Fire often accompanies bloodshed in the play, as if an act of vengeance and purification. Right after Antony’s speech, the incensed mob goes off to “burn” the houses of the traitors. Later in the play, Brutus’s wife, Portia, kills herself by “swallowing fire,” as if as a sacrifice for Caesar’s blood. Fire is also a symbol of the supernatural: on the eve of the Ides of March, the very heavens seem on fire with lightning. Like blood, fire when contained can be an illuminating taper or the fire of the forge, in which one’s metal/mettle is tempered. Released from its natural state, it manifests as violence and supernatural omens, such as a man who walks the streets unhurt though his hand blazes with fire. Animal imagery operates along a similar axis. In check, human nature is “base spaniel fawning,” indicating a demeaning, dog-like devotion. Unchecked, it is hellish, like the “dogs of war.” The portents of lions walking the streets foreshadow the end of Caesar, the lion among men, who is displaced from his natural state into strange environments.

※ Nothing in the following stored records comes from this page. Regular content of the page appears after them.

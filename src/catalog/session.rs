// src/catalog/session.rs
//! Composition root of the catalog core.
//!
//! A [`CatalogSession`] owns the debouncer that stabilizes filter edits, the
//! page cache, and the scroll controller, and gives them one lifecycle:
//! created together, torn down together.

use super::cache::{CacheOptions, FetchOutcome, PaginatedQueryCache};
use super::controller::{Observation, ScrollFetchController, Trigger, Visibility};
use super::view::CatalogView;
use crate::api::BookSource;
use crate::debounce::Debouncer;
use crate::error::AppError;
use crate::types::Query;
use std::sync::Arc;
use std::time::Duration;
use tokio::sync::mpsc;
use tokio::task::JoinHandle;

/// Buffered sentinel reports before senders wait.
const SENTINEL_CHANNEL_CAPACITY: usize = 16;

/// One mounted catalog: raw query in, continuously updated view out.
pub struct CatalogSession<S>
where
    S: BookSource + 'static,
{
    debouncer: Debouncer<Query>,
    cache: PaginatedQueryCache<S>,
    controller: Arc<ScrollFetchController<S>>,
    sentinel: mpsc::Sender<Visibility>,
    observation: Option<Observation<S>>,
    follower: JoinHandle<()>,
}

impl<S> CatalogSession<S>
where
    S: BookSource + 'static,
{
    /// Mounts a session on the current tokio runtime and schedules the
    /// first page of `initial`.
    pub fn new(source: S, initial: Query, quiet_period: Duration, options: CacheOptions) -> Self {
        let debouncer = Debouncer::new(initial.clone(), quiet_period);
        let cache = PaginatedQueryCache::new(source, options);
        cache.view(&initial);

        let controller = Arc::new(ScrollFetchController::new(
            cache.clone(),
            debouncer.subscribe(),
        ));
        let (sentinel, events) = mpsc::channel(SENTINEL_CHANNEL_CAPACITY);
        let observation = controller.observe(events);

        // Apply each settled query to the cache as soon as it settles, so the
        // reset never waits for the next render.
        let follower = {
            let cache = cache.clone();
            let mut stable = debouncer.subscribe();
            tokio::spawn(async move {
                while stable.changed().await.is_ok() {
                    let query = stable.borrow_and_update().clone();
                    log::info!("Query settled: {}", query.key());
                    cache.view(&query);
                }
            })
        };

        Self {
            debouncer,
            cache,
            controller,
            sentinel,
            observation: Some(observation),
            follower,
        }
    }

    /// Records a raw filter edit.
    pub fn set_query(&self, query: Query) {
        self.debouncer.set(query);
    }

    /// Applies `edit` to the latest raw query.
    pub fn edit_query<F>(&self, edit: F) -> Result<(), AppError>
    where
        F: FnOnce(&Query) -> Result<Query, crate::types::ValidationError>,
    {
        let next = edit(&self.debouncer.latest())?;
        self.set_query(next);
        Ok(())
    }

    /// The query the cache is currently keyed on.
    pub fn stable_query(&self) -> Query {
        self.debouncer.current()
    }

    /// The current view of the stable query's result set.
    pub fn view(&self) -> CatalogView {
        self.cache.view(&self.stable_query())
    }

    /// Sender for sentinel visibility reports.
    pub fn sentinel(&self) -> mpsc::Sender<Visibility> {
        self.sentinel.clone()
    }

    /// Simulates scrolling the sentinel out of and back into full view,
    /// waiting for any fetch it starts.
    pub async fn scroll_to_end(&self) -> Option<Result<FetchOutcome, AppError>> {
        self.controller.on_visibility(Visibility::hidden());
        let trigger: Trigger = self.controller.on_visibility(Visibility::fully_visible());
        trigger.finish().await
    }

    /// Waits until no query edit is pending and no fetch is outstanding,
    /// then returns the view.
    pub async fn wait_for_idle(&self) -> CatalogView {
        let mut revisions = self.cache.subscribe();
        let mut in_flight = self.controller.subscribe_in_flight();
        let mut stable = self.debouncer.subscribe();

        loop {
            revisions.borrow_and_update();
            let busy = *in_flight.borrow_and_update();
            stable.borrow_and_update();

            let view = self.view();
            if view.is_settled() && !busy && !self.debouncer.is_pending() {
                return view;
            }

            tokio::select! {
                _ = revisions.changed() => {}
                _ = in_flight.changed() => {}
                _ = stable.changed() => {}
            }
        }
    }

    pub fn cache(&self) -> &PaginatedQueryCache<S> {
        &self.cache
    }

    pub fn controller(&self) -> &Arc<ScrollFetchController<S>> {
        &self.controller
    }

    /// Unmounts the session: stops observation and drops every cached page.
    pub fn teardown(mut self) {
        self.release();
    }

    fn release(&mut self) {
        if let Some(observation) = self.observation.take() {
            observation.teardown();
        }
        self.follower.abort();
        self.cache.invalidate();
    }
}

impl<S> Drop for CatalogSession<S>
where
    S: BookSource + 'static,
{
    fn drop(&mut self) {
        self.release();
    }
}

impl<S> std::fmt::Debug for CatalogSession<S>
where
    S: BookSource + 'static,
{
    fn fmt(&self, f: &mut std::fmt::Formatter<'_>) -> std::fmt::Result {
        f.debug_struct("CatalogSession")
            .field("stable_query", &self.debouncer.current())
            .field("cache", &self.cache)
            .finish()
    }
}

Though portents in the play most commonly occur in conjunction with Caesar, Calpurnia’s remark that the heavens are indifferent to commoners but announce the deaths of kings is not completely true. Cassius is not a king, yet his death is foretold toward the end of the play. Why is his death foretold? The play does not provide clear answers. Possibly the omens are effective storytelling devices, foreshadowing the play’s later events as well as introducing a dark, ominous atmosphere into the proceedings. The portents are often unnatural or gruesome, such as a “bird of night,” or an owl, shrieking at midday.
Beginning with the portents, the supernatural intensifies over the course of the play to culminate in the form of Caesar’s ghost. The appearance of Caesar's phantom can be read as both an omen and a projection of Brutus’s troubled psyche. Ghosts were a frequent device in Elizabethan tragedy in general and Shakespeare’s plays in particular. However, the supernatural elements in Julius Caesar work particularly well because they mirror the psychological horror and anxiety of Shakespeare, his characters, and his audience.